Function one to one

  1. I want to make one question. I know that function with that equation: y=x^2 is not one to one.
    What about x=y^2 ??

    It is one to one or nope??(I know what means one by one,but I am a bit confused,answering in my question,everything will be clear.)
  2. jcsd
  3. Office_Shredder

    Office_Shredder 4,487
    Staff Emeritus
    Science Advisor
    Gold Member

    Are you asking about x as a function of y, or is y intended to still be a function of x? If x is a function of y, then it is still the case that if I plug in y or -y, I get the same value of x, so it's not one to one. If y is supposed to be a function of x then you haven't actually defined a function, as given an x value there are multiple y values that could work.
  4. I just ask if this function:y=x^2 is one to one.
  5. mathman

    mathman 6,754
    Science Advisor
    Gold Member

    In your original entry you said you know it is not. What is your question? Simply moving letters around does not make it any clearer.
  6. Sorry,that was my wrong.
    By the way both functions(y=x^2 and x=y^2) are one to one,or no?
  7. Mark44

    Staff: Mentor

    You had it right in your first post -- y = x2 is NOT a one-to-one function.

    For x = y2, the answer depends on whether x is the dependent variable or y is.

    If x is the dependent variable (i.e., x is a function of y), then the graph of x = y2 looks just like the graph of y = 2, but the first graph has the axes labeled differently.

    If x is the independent variable, then the equation x = y2 can be rewritten as y = ±√x. Since there are two y values for most x values in the domain, this isn't even a function, let alone a one-to-one function.
  8. HallsofIvy

    HallsofIvy 41,270
    Staff Emeritus
    Science Advisor

    You have already been told, it is NOT a function.
  9. Mark44

    Staff: Mentor

    The image you posted could be clearer if the two axes were labeled.
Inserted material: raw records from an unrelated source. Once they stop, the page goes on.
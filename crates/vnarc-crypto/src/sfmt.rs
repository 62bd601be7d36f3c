//! SIMD-oriented Fast Mersenne Twister (SFMT-19937)
//!
//! Portable implementation of the SFMT-19937 parameter set. The 128-bit
//! lanes are stored as four little-endian `u32` words and the byte shifts
//! are done on the combined 128-bit value, matching the SSE2 reference.
//!
//! AZ System derives archive content keys from the first outputs of this
//! generator, so the recursion must match the reference exactly.

const MEXP: usize = 19937;
/// Number of 128-bit words in the state
const N: usize = MEXP / 128 + 1;
/// Number of 32-bit words in the state
const N32: usize = N * 4;
const POS1: usize = 122;
const SL1: u32 = 18;
const SL2: u32 = 1;
const SR1: u32 = 11;
const SR2: u32 = 1;
const MSK: [u32; 4] = [0xDFFF_FFEF, 0xDDFE_CB7F, 0xBFFA_FFFF, 0xBFFF_FFF6];
const PARITY: [u32; 4] = [0x0000_0001, 0x0000_0000, 0x0000_0000, 0x13C9_E684];

type W128 = [u32; 4];

#[inline]
const fn to_u128(w: W128) -> u128 {
    (w[0] as u128) | ((w[1] as u128) << 32) | ((w[2] as u128) << 64) | ((w[3] as u128) << 96)
}

#[inline]
const fn from_u128(v: u128) -> W128 {
    [v as u32, (v >> 32) as u32, (v >> 64) as u32, (v >> 96) as u32]
}

#[inline]
fn do_recursion(a: W128, b: W128, c: W128, d: W128) -> W128 {
    let x = from_u128(to_u128(a) << (SL2 * 8));
    let y = from_u128(to_u128(c) >> (SR2 * 8));
    let mut r = [0u32; 4];
    for i in 0..4 {
        r[i] = a[i] ^ x[i] ^ ((b[i] >> SR1) & MSK[i]) ^ y[i] ^ (d[i] << SL1);
    }
    r
}

/// SFMT-19937 generator producing 32-bit outputs
#[derive(Clone)]
pub struct Sfmt19937 {
    state: Box<[u32; N32]>,
    idx: usize,
}

impl std::fmt::Debug for Sfmt19937 {
    fn fmt(&self, f: &mut std::fmt::Formatter<'_>) -> std::fmt::Result {
        f.debug_struct("Sfmt19937")
            .field("idx", &self.idx)
            .finish_non_exhaustive()
    }
}

impl Sfmt19937 {
    /// Seed the generator (`init_gen_rand`)
    pub fn new(seed: u32) -> Self {
        let mut state = Box::new([0u32; N32]);
        state[0] = seed;
        for i in 1..N32 {
            let prev = state[i - 1];
            state[i] = 1_812_433_253_u32
                .wrapping_mul(prev ^ (prev >> 30))
                .wrapping_add(i as u32);
        }
        let mut sfmt = Self { state, idx: N32 };
        sfmt.period_certification();
        sfmt
    }

    fn period_certification(&mut self) {
        let mut inner = 0u32;
        for (word, parity) in self.state.iter().zip(PARITY) {
            inner ^= word & parity;
        }
        let mut shift = 16;
        while shift > 0 {
            inner ^= inner >> shift;
            shift >>= 1;
        }
        if inner & 1 == 1 {
            return;
        }

        for (i, parity) in PARITY.iter().enumerate() {
            let mut work = 1u32;
            for _ in 0..32 {
                if work & parity != 0 {
                    self.state[i] ^= work;
                    return;
                }
                work <<= 1;
            }
        }
    }

    #[inline]
    fn word(&self, i: usize) -> W128 {
        let base = i * 4;
        [
            self.state[base],
            self.state[base + 1],
            self.state[base + 2],
            self.state[base + 3],
        ]
    }

    fn gen_rand_all(&mut self) {
        let mut r1 = self.word(N - 2);
        let mut r2 = self.word(N - 1);
        for i in 0..N {
            let b = self.word((i + POS1) % N);
            let r = do_recursion(self.word(i), b, r1, r2);
            self.state[i * 4..i * 4 + 4].copy_from_slice(&r);
            r1 = r2;
            r2 = r;
        }
    }

    /// Next 32-bit output (`gen_rand32`)
    pub fn gen_u32(&mut self) -> u32 {
        if self.idx >= N32 {
            self.gen_rand_all();
            self.idx = 0;
        }
        let value = self.state[self.idx];
        self.idx += 1;
        value
    }
}
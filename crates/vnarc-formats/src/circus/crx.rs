//! `CRXG` images
//!
//! Compression 1 is the windowed RLE of [`codec::crx`] over 4-aligned rows.
//! Compressions 2 and 3 are zlib streams where each row starts with a filter
//! byte; 32-bit pixels come out as `(a, b, g, r)` with inverted alpha.

use binrw::BinRead;
use binrw::io::Cursor;
use tracing::trace;

use crate::codec::{self, CodecError, Input, zlib};
use crate::error::{Error, Result, header_mismatch};
use crate::image::{ChannelOrder, Color, ImageFrame, check_dimensions};

/// Size of the fixed header
pub const HEADER_SIZE: usize = 0x14;
const PALETTE_SIZE: usize = 0x100 * 3;
/// Packed length precedes the zlib stream
const FLAG_LENGTH_PREFIX: u16 = 0x10;
/// Size of each record of the compression 3 prefix table
const EXTRA_RECORD_SIZE: usize = 0x10;

/// CRXG header
#[derive(Debug, Clone, PartialEq, Eq, BinRead)]
#[br(little)]
pub struct CrxHeader {
    /// Signature, always `CRXG`
    #[br(assert(magic == *b"CRXG", "Invalid CRX magic: {:?}", magic))]
    pub magic: [u8; 4],
    /// Horizontal placement
    pub offset_x: i16,
    /// Vertical placement
    pub offset_y: i16,
    /// Width in pixels
    pub width: u16,
    /// Height in pixels
    pub height: u16,
    /// 1 windowed RLE, 2 or 3 zlib with row filters
    pub compression: u16,
    /// Storage flags
    pub flags: u16,
    /// 0 for 24 bpp, 1 for 32 bpp, 0x100 for 8 bpp
    pub depth: u16,
    /// Engine blend mode
    pub mode: u16,
}

impl CrxHeader {
    fn channel_order(&self) -> Result<ChannelOrder> {
        match self.depth {
            0 => Ok(ChannelOrder::Bgr),
            1 => Ok(ChannelOrder::Bgra),
            0x100 => Ok(ChannelOrder::Indexed),
            depth => Err(Error::unsupported("CRX depth", depth)),
        }
    }
}

fn row_truncated(stride: usize, height: usize, y: usize) -> Error {
    Error::Codec(CodecError::Truncated {
        expected: stride * height,
        produced: y * stride,
    })
}

/// Undo the per-row filters of a compression 2/3 stream
pub fn unfilter_rows(raw: &[u8], width: usize, height: usize, pixel_size: usize) -> Result<Vec<u8>> {
    let stride = width * pixel_size;
    let mut out = codec::alloc_output(stride * height)?;
    let zero_row = vec![0u8; stride];
    let mut input = Input::new(raw);

    for y in 0..height {
        let filter = input.u8().ok_or_else(|| row_truncated(stride, height, y))?;
        let (done, rest) = out.split_at_mut(y * stride);
        let above = if y == 0 {
            zero_row.as_slice()
        } else {
            &done[(y - 1) * stride..]
        };
        let row = &mut rest[..stride];

        if filter == 4 {
            for channel in 0..pixel_size {
                unpack_channel_run(&mut input, row, channel, width, pixel_size)
                    .ok_or_else(|| row_truncated(stride, height, y))?;
            }
            continue;
        }

        let deltas = input.take(stride).ok_or_else(|| row_truncated(stride, height, y))?;
        match filter {
            0 => {
                for x in 0..stride {
                    let left = if x >= pixel_size { row[x - pixel_size] } else { 0 };
                    row[x] = deltas[x].wrapping_add(left);
                }
            }
            1 => {
                for x in 0..stride {
                    row[x] = deltas[x].wrapping_add(above[x]);
                }
            }
            2 => {
                for x in 0..stride {
                    let up_left = if x >= pixel_size { above[x - pixel_size] } else { 0 };
                    row[x] = deltas[x].wrapping_add(up_left);
                }
            }
            3 => {
                for x in 0..stride {
                    let up_right = above.get(x + pixel_size).copied().unwrap_or(0);
                    row[x] = deltas[x].wrapping_add(up_right);
                }
            }
            other => return Err(Error::unsupported("CRX row filter", other)),
        }
    }
    Ok(out)
}

/// One channel of a run-length row: two equal bytes are followed by a count
/// of further repeats
fn unpack_channel_run(
    input: &mut Input<'_>,
    row: &mut [u8],
    channel: usize,
    width: usize,
    pixel_size: usize,
) -> Option<()> {
    let mut x = 0;
    let mut value = input.u8()?;
    row[channel] = value;
    x += 1;
    while x < width {
        let b = input.u8()?;
        row[x * pixel_size + channel] = b;
        x += 1;
        if x == width {
            break;
        }
        if b == value {
            let count = usize::from(input.u8()?).min(width - x);
            for _ in 0..count {
                row[x * pixel_size + channel] = b;
                x += 1;
            }
            if x < width {
                value = input.u8()?;
                row[x * pixel_size + channel] = value;
                x += 1;
            }
        } else {
            value = b;
        }
    }
    Some(())
}

/// Reorder `(a, b, g, r)` quads into BGRA and restore alpha
fn reorder_alpha(pixels: &mut [u8]) {
    for px in pixels.chunks_exact_mut(4) {
        let alpha = px[0];
        px.copy_within(1..4, 0);
        px[3] = !alpha;
    }
}

fn zlib_stream<'a>(data: &'a [u8], header: &CrxHeader) -> Result<&'a [u8]> {
    let mut input = Input::new(data);
    if header.compression >= 3 {
        let count = input
            .u32_le()
            .ok_or_else(|| Error::CorruptData("CRX prefix table truncated".into()))?;
        input
            .take((count as usize).saturating_mul(EXTRA_RECORD_SIZE))
            .ok_or_else(|| Error::CorruptData("CRX prefix table truncated".into()))?;
    }
    let stream = if header.flags & FLAG_LENGTH_PREFIX != 0 {
        let len = input
            .u32_le()
            .ok_or_else(|| Error::CorruptData("CRX stream length missing".into()))?;
        input.take(len as usize)
    } else {
        data.get(input.position()..)
    };
    stream.ok_or_else(|| Error::CorruptData("CRX zlib stream truncated".into()))
}

/// Decode a CRXG image
pub fn decode(data: &[u8]) -> Result<ImageFrame> {
    let header = CrxHeader::read(&mut Cursor::new(data)).map_err(header_mismatch)?;
    let (width, height) = (u32::from(header.width), u32::from(header.height));
    check_dimensions(width, height)?;
    let order = header.channel_order()?;
    let pixel_size = order.bytes_per_pixel();
    trace!(
        "CRX {}x{} depth {:#x} compression {}",
        width, height, header.depth, header.compression
    );

    let mut pos = HEADER_SIZE;
    let palette = if order == ChannelOrder::Indexed {
        let table = data
            .get(pos..pos + PALETTE_SIZE)
            .ok_or_else(|| Error::CorruptData("CRX palette truncated".into()))?;
        pos += PALETTE_SIZE;
        Some(
            table
                .chunks_exact(3)
                .map(|c| Color::rgb(c[0], c[1], c[2]))
                .collect::<Vec<_>>(),
        )
    } else {
        None
    };
    let body = data.get(pos..).unwrap_or_default();

    let frame = match header.compression {
        1 => {
            let stride = (width as usize * pixel_size + 3) & !3;
            let pixels = codec::crx::unpack_v1(body, stride * height as usize)?;
            ImageFrame::new(width, height, order, stride, pixels)?
        }
        2 | 3 => {
            let stride = width as usize * pixel_size;
            let limit = 2 * (stride + 1) * height as usize;
            let raw = zlib::inflate(zlib_stream(body, &header)?, limit)?;
            let mut pixels = unfilter_rows(&raw, width as usize, height as usize, pixel_size)?;
            if order == ChannelOrder::Bgra {
                reorder_alpha(&mut pixels);
            }
            ImageFrame::packed(width, height, order, pixels)?
        }
        other => return Err(Error::unsupported("CRX compression", other)),
    };

    let frame = frame.with_offset(i32::from(header.offset_x), i32::from(header.offset_y));
    Ok(match palette {
        Some(palette) => frame.with_palette(palette),
        None => frame,
    })
}
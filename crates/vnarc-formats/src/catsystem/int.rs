//! `KIF` INT archives
//!
//! Records start at 8 and hold a fixed-width name, offset and size. An
//! archive whose first record is `__key__.dat` is encrypted: the record's
//! size field seeds the Blowfish key, every later record's offset and size
//! form one encrypted block, and names go through the CatSystem2 letter
//! substitution keyed by the game passphrase.

use tracing::{debug, trace};
use vnarc_crypto::substitution::catsystem_decipher_name;
use vnarc_crypto::{IntCipher, Mt19937, crc32_normal_key};

use crate::archive::{ArchiveCodec, Directory, FormatState, OpenContext};
use crate::entry::Entry;
use crate::error::{Error, Result};
use crate::source::ByteSource;
use crate::util::{decode_cp932, encode_cp932, fixed_cstring, is_sane_count, name_from_field};

/// Name of the key record of encrypted archives
pub const KEY_ENTRY_NAME: &[u8] = b"__key__.dat";

const INDEX_OFFSET: u64 = 8;
const ENCRYPTED_NAME_SIZE: usize = 0x40;
const ENCRYPTED_RECORD_SIZE: u64 = ENCRYPTED_NAME_SIZE as u64 + 8;
const PLAIN_NAME_SIZES: [usize; 2] = [0x20, 0x40];

/// CatSystem2 INT archive
#[derive(Debug, Clone, Copy, Default)]
pub struct IntOpener;

impl IntOpener {
    fn is_encrypted(source: &ByteSource) -> bool {
        source
            .slice(INDEX_OFFSET, ENCRYPTED_NAME_SIZE)
            .is_ok_and(|name| fixed_cstring(name) == KEY_ENTRY_NAME)
    }

    fn parse_encrypted(
        source: &ByteSource,
        ctx: &OpenContext<'_>,
        count: u32,
    ) -> Result<Directory> {
        let passphrase = ctx
            .title
            .and_then(|title| ctx.registry.catsystem_passphrase(title))
            .ok_or_else(|| {
                Error::MissingKey(format!("{}: INT passphrase", ctx.archive_name))
            })?;
        let key = crc32_normal_key(&encode_cp932(passphrase));
        let seed = source.read_u32_le(INDEX_OFFSET + ENCRYPTED_NAME_SIZE as u64 + 4)?;
        let cipher = IntCipher::from_seed(seed)?;
        trace!("INT key {:#010x}, Blowfish seed {:#010x}", key, seed);

        let mut entries = Vec::with_capacity(count.saturating_sub(1) as usize);
        for i in 1..count {
            let record = INDEX_OFFSET + u64::from(i) * ENCRYPTED_RECORD_SIZE;
            let mut name = source
                .read_at(record, ENCRYPTED_NAME_SIZE)
                .map_err(|_| Error::corrupt_index("INT index exceeds the file"))?;
            let field = record + ENCRYPTED_NAME_SIZE as u64;
            let stored_offset = source.read_u32_le(field)?;
            let stored_size = source.read_u32_le(field + 4)?;
            let (offset, size) = cipher.decrypt_pair(stored_offset.wrapping_add(i), stored_size);

            let name_key = Mt19937::new(key.wrapping_add(i)).next_u32();
            let name = decode_cp932(catsystem_decipher_name(&mut name, name_key)).into_owned();
            if name.is_empty() {
                debug!("Dropping INT record {} with empty name", i);
                continue;
            }
            match Entry::checked(name, u64::from(offset), u64::from(size), source) {
                Some(entry) => entries.push(entry),
                None => debug!("Dropping INT record {}: {:#x}+{:#x} outside the archive", i, offset, size),
            }
        }

        Ok(Directory {
            entries,
            state: FormatState::CatSystem {
                cipher: Some(cipher),
            },
        })
    }

    /// Parse with one name width; `None` when any record does not fit
    fn parse_plain(source: &ByteSource, count: u32, name_size: usize) -> Option<Vec<Entry>> {
        let record_size = name_size as u64 + 8;
        let mut entries = Vec::with_capacity(count as usize);
        for i in 0..u64::from(count) {
            let record = INDEX_OFFSET + i * record_size;
            let name = name_from_field(source.slice(record, name_size).ok()?);
            if name.is_empty() {
                return None;
            }
            let field = record + name_size as u64;
            let offset = u64::from(source.read_u32_le(field).ok()?);
            let size = u64::from(source.read_u32_le(field + 4).ok()?);
            if offset <= field {
                return None;
            }
            entries.push(Entry::checked(name, offset, size, source)?);
        }
        Some(entries)
    }
}

impl ArchiveCodec for IntOpener {
    fn tag(&self) -> &'static str {
        "CatSystem2/INT"
    }

    fn probe(&self, source: &ByteSource, _ctx: &OpenContext<'_>) -> bool {
        source.has_signature(0, b"KIF\0")
    }

    fn parse_index(&self, source: &ByteSource, ctx: &OpenContext<'_>) -> Result<Directory> {
        let count = source.read_u32_le(4)?;
        if !is_sane_count(count) {
            return Err(Error::mismatch(format!("INT entry count {count}")));
        }

        if Self::is_encrypted(source) {
            return Self::parse_encrypted(source, ctx, count);
        }

        for name_size in PLAIN_NAME_SIZES {
            if let Some(entries) = Self::parse_plain(source, count, name_size) {
                debug!("INT names are {:#x} bytes wide", name_size);
                return Ok(Directory {
                    entries,
                    state: FormatState::CatSystem { cipher: None },
                });
            }
        }
        Err(Error::mismatch("INT records fit neither name width"))
    }

    fn open_entry(
        &self,
        source: &ByteSource,
        state: &FormatState,
        entry: &Entry,
    ) -> Result<Vec<u8>> {
        let mut data = source.read_at(entry.offset, entry.size as usize)?;
        if let FormatState::CatSystem {
            cipher: Some(cipher),
        } = state
        {
            cipher.decrypt(&mut data);
        }
        Ok(data)
    }
}
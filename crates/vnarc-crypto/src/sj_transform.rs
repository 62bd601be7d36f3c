//! Studio Jikkenshitsu block cipher
//!
//! A 16-round Feistel network over 64-bit blocks. The round function XORs
//! each input nibble with a 4-bit subkey, substitutes it through one of
//! eight 4-bit S-boxes and permutes the 32 result bits. Subkeys come from a
//! 128-bit key register rotated before every round and sampled through a
//! fixed 32-entry selection table.
//!
//! Only whole 8-byte blocks are transformed; a trailing partial block is left
//! untouched.

use crate::error::CryptoError;

/// Block size in bytes
pub const BLOCK_SIZE: usize = 8;
/// Longest accepted key
pub const MAX_KEY_SIZE: usize = 16;
const ROUNDS: usize = 16;

const SBOX: [[u8; 16]; 8] = [
    [13, 4, 15, 0, 1, 8, 7, 3, 14, 10, 12, 2, 9, 11, 5, 6],
    [5, 0, 10, 2, 4, 1, 14, 8, 13, 12, 11, 9, 3, 15, 7, 6],
    [15, 10, 9, 6, 3, 5, 7, 1, 14, 12, 2, 0, 8, 4, 13, 11],
    [0, 2, 14, 8, 15, 13, 7, 5, 3, 10, 12, 1, 9, 6, 11, 4],
    [8, 2, 12, 5, 10, 13, 6, 9, 0, 14, 7, 3, 15, 1, 4, 11],
    [2, 9, 10, 15, 1, 7, 8, 13, 5, 0, 6, 11, 3, 4, 12, 14],
    [12, 10, 15, 4, 11, 1, 8, 14, 9, 5, 6, 7, 3, 2, 13, 0],
    [5, 10, 11, 7, 3, 0, 8, 4, 12, 6, 15, 9, 13, 14, 2, 1],
];

/// Output bit `i` (MSB first) takes input bit `PERMUTATION[i]`
const PERMUTATION: [u8; 32] = [
    10, 16, 11, 1, 25, 12, 22, 4, 30, 26, 14, 18, 23, 6, 27, 13, 17, 7, 24, 5, 15, 28, 19, 2, 21,
    20, 31, 8, 3, 0, 9, 29,
];

/// Key register bits (MSB first) feeding the 32 subkey bits of a round
const KEY_SELECTION: [u8; 32] = [
    81, 83, 24, 50, 105, 9, 120, 61, 108, 73, 46, 7, 43, 106, 76, 89, 101, 38, 39, 4, 97, 36, 90,
    34, 17, 14, 8, 99, 84, 107, 55, 70,
];

const ROUND_SHIFTS: [u32; ROUNDS] = [1, 1, 2, 2, 2, 2, 2, 2, 1, 2, 2, 2, 2, 2, 2, 1];

/// Expanded key schedule: 8 nibble subkeys for each of the 16 rounds
#[derive(Clone, PartialEq, Eq)]
pub struct SjTransform {
    schedule: [[u8; 8]; ROUNDS],
}

impl std::fmt::Debug for SjTransform {
    fn fmt(&self, f: &mut std::fmt::Formatter<'_>) -> std::fmt::Result {
        f.debug_struct("SjTransform").finish_non_exhaustive()
    }
}

impl SjTransform {
    /// Expand a key of 1 to 16 bytes; shorter keys are zero padded
    pub fn new(key: &[u8]) -> Result<Self, CryptoError> {
        if key.is_empty() {
            return Err(CryptoError::EmptyKey);
        }
        if key.len() > MAX_KEY_SIZE {
            return Err(CryptoError::InvalidKeySize {
                max: MAX_KEY_SIZE,
                actual: key.len(),
            });
        }

        let mut padded = [0u8; MAX_KEY_SIZE];
        padded[..key.len()].copy_from_slice(key);
        let mut register = u128::from_be_bytes(padded);

        let mut schedule = [[0u8; 8]; ROUNDS];
        for (round, shift) in schedule.iter_mut().zip(ROUND_SHIFTS) {
            register = register.rotate_left(shift);
            let mut selected = 0u32;
            for (j, &bit) in KEY_SELECTION.iter().enumerate() {
                if (register >> (127 - u32::from(bit))) & 1 != 0 {
                    selected |= 1 << (31 - j);
                }
            }
            for (n, nibble) in round.iter_mut().enumerate() {
                *nibble = ((selected >> (28 - 4 * n)) & 0xF) as u8;
            }
        }

        Ok(Self { schedule })
    }

    /// Parse a hex encoded key
    pub fn from_hex(hex_str: &str) -> Result<Self, CryptoError> {
        let bytes = hex::decode(hex_str.trim())?;
        Self::new(&bytes)
    }

    fn round_function(half: u32, subkey: &[u8; 8]) -> u32 {
        let mut substituted = 0u32;
        for (n, (sbox, &k)) in SBOX.iter().zip(subkey).enumerate() {
            let shift = 28 - 4 * n;
            let nibble = ((half >> shift) & 0xF) as u8 ^ k;
            substituted |= u32::from(sbox[usize::from(nibble)]) << shift;
        }

        let mut permuted = 0u32;
        for (i, &src) in PERMUTATION.iter().enumerate() {
            if (substituted >> (31 - u32::from(src))) & 1 != 0 {
                permuted |= 1 << (31 - i);
            }
        }
        permuted
    }

    fn process_block<'a>(block: &mut [u8], subkeys: impl Iterator<Item = &'a [u8; 8]>) {
        let mut left = u32::from_be_bytes([block[0], block[1], block[2], block[3]]);
        let mut right = u32::from_be_bytes([block[4], block[5], block[6], block[7]]);
        for subkey in subkeys {
            let next = left ^ Self::round_function(right, subkey);
            left = right;
            right = next;
        }
        block[..4].copy_from_slice(&right.to_be_bytes());
        block[4..].copy_from_slice(&left.to_be_bytes());
    }

    /// Decrypt whole blocks of `data` in place
    pub fn decrypt(&self, data: &mut [u8]) {
        for block in data.chunks_exact_mut(BLOCK_SIZE) {
            Self::process_block(block, self.schedule.iter().rev());
        }
    }

    /// Encrypt whole blocks of `data` in place
    pub fn encrypt(&self, data: &mut [u8]) {
        for block in data.chunks_exact_mut(BLOCK_SIZE) {
            Self::process_block(block, self.schedule.iter());
        }
    }
}
//! Circus PCK archives
//!
//! `count`, a table of `(offset, size)` pairs, and a second table of
//! `(name[0x38], offset, size)` records. Both tables describe the same
//! entries and must agree.

use tracing::debug;

use crate::archive::{ArchiveCodec, Directory, FormatState, OpenContext};
use crate::entry::Entry;
use crate::error::{Error, Result};
use crate::source::ByteSource;
use crate::util::{is_sane_count, name_from_field};

const NAME_SIZE: usize = 0x38;
const NAME_RECORD_SIZE: u64 = NAME_SIZE as u64 + 8;

/// Circus PCK archive
#[derive(Debug, Clone, Copy, Default)]
pub struct PckOpener;

impl PckOpener {
    fn index_end(count: u32) -> u64 {
        4 + u64::from(count) * (8 + NAME_RECORD_SIZE)
    }
}

impl ArchiveCodec for PckOpener {
    fn tag(&self) -> &'static str {
        "Circus/PCK"
    }

    fn probe(&self, source: &ByteSource, _ctx: &OpenContext<'_>) -> bool {
        source
            .read_u32_le(0)
            .is_ok_and(|count| is_sane_count(count) && Self::index_end(count) <= source.len())
    }

    fn parse_index(&self, source: &ByteSource, _ctx: &OpenContext<'_>) -> Result<Directory> {
        let count = source.read_u32_le(0)?;
        if !is_sane_count(count) {
            return Err(Error::mismatch(format!("PCK entry count {count}")));
        }
        let index_end = Self::index_end(count);
        if index_end > source.len() {
            return Err(Error::mismatch("PCK index exceeds the file"));
        }
        let names_start = 4 + u64::from(count) * 8;

        let mut entries = Vec::with_capacity(count as usize);
        for i in 0..u64::from(count) {
            let offset = source.read_u32_le(4 + i * 8)?;
            let size = source.read_u32_le(8 + i * 8)?;
            let record = names_start + i * NAME_RECORD_SIZE;
            let named_offset = source.read_u32_le(record + NAME_SIZE as u64)?;
            let named_size = source.read_u32_le(record + NAME_SIZE as u64 + 4)?;
            if (offset, size) != (named_offset, named_size) {
                return Err(Error::mismatch(format!("PCK tables disagree at record {i}")));
            }

            let name = name_from_field(source.slice(record, NAME_SIZE)?);
            if name.is_empty() {
                debug!("Dropping PCK record {} with empty name", i);
                continue;
            }
            if u64::from(offset) < index_end {
                debug!("Dropping PCK record {}: data inside the index", i);
                continue;
            }
            match Entry::checked(name, u64::from(offset), u64::from(size), source) {
                Some(entry) => entries.push(entry),
                None => debug!("Dropping PCK record {}: outside the archive", i),
            }
        }
        Ok(Directory::plain(entries))
    }

    fn open_entry(
        &self,
        source: &ByteSource,
        _state: &FormatState,
        entry: &Entry,
    ) -> Result<Vec<u8>> {
        source.read_at(entry.offset, entry.size as usize)
    }
}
From the graph and the equation, the vertical axis has to be the y-axis, and the horizontal axis has to be the x-axis.

    The image shows a vertical red line, so wherever you got this was probably showing an example of using the vertical line test. What does your book (or wherever you got this image) say about a graph for which a vertical line intersects two or more points?
  10. Mark44

    Staff: Mentor

    The question has been asked and answered, so I'm closing this thread.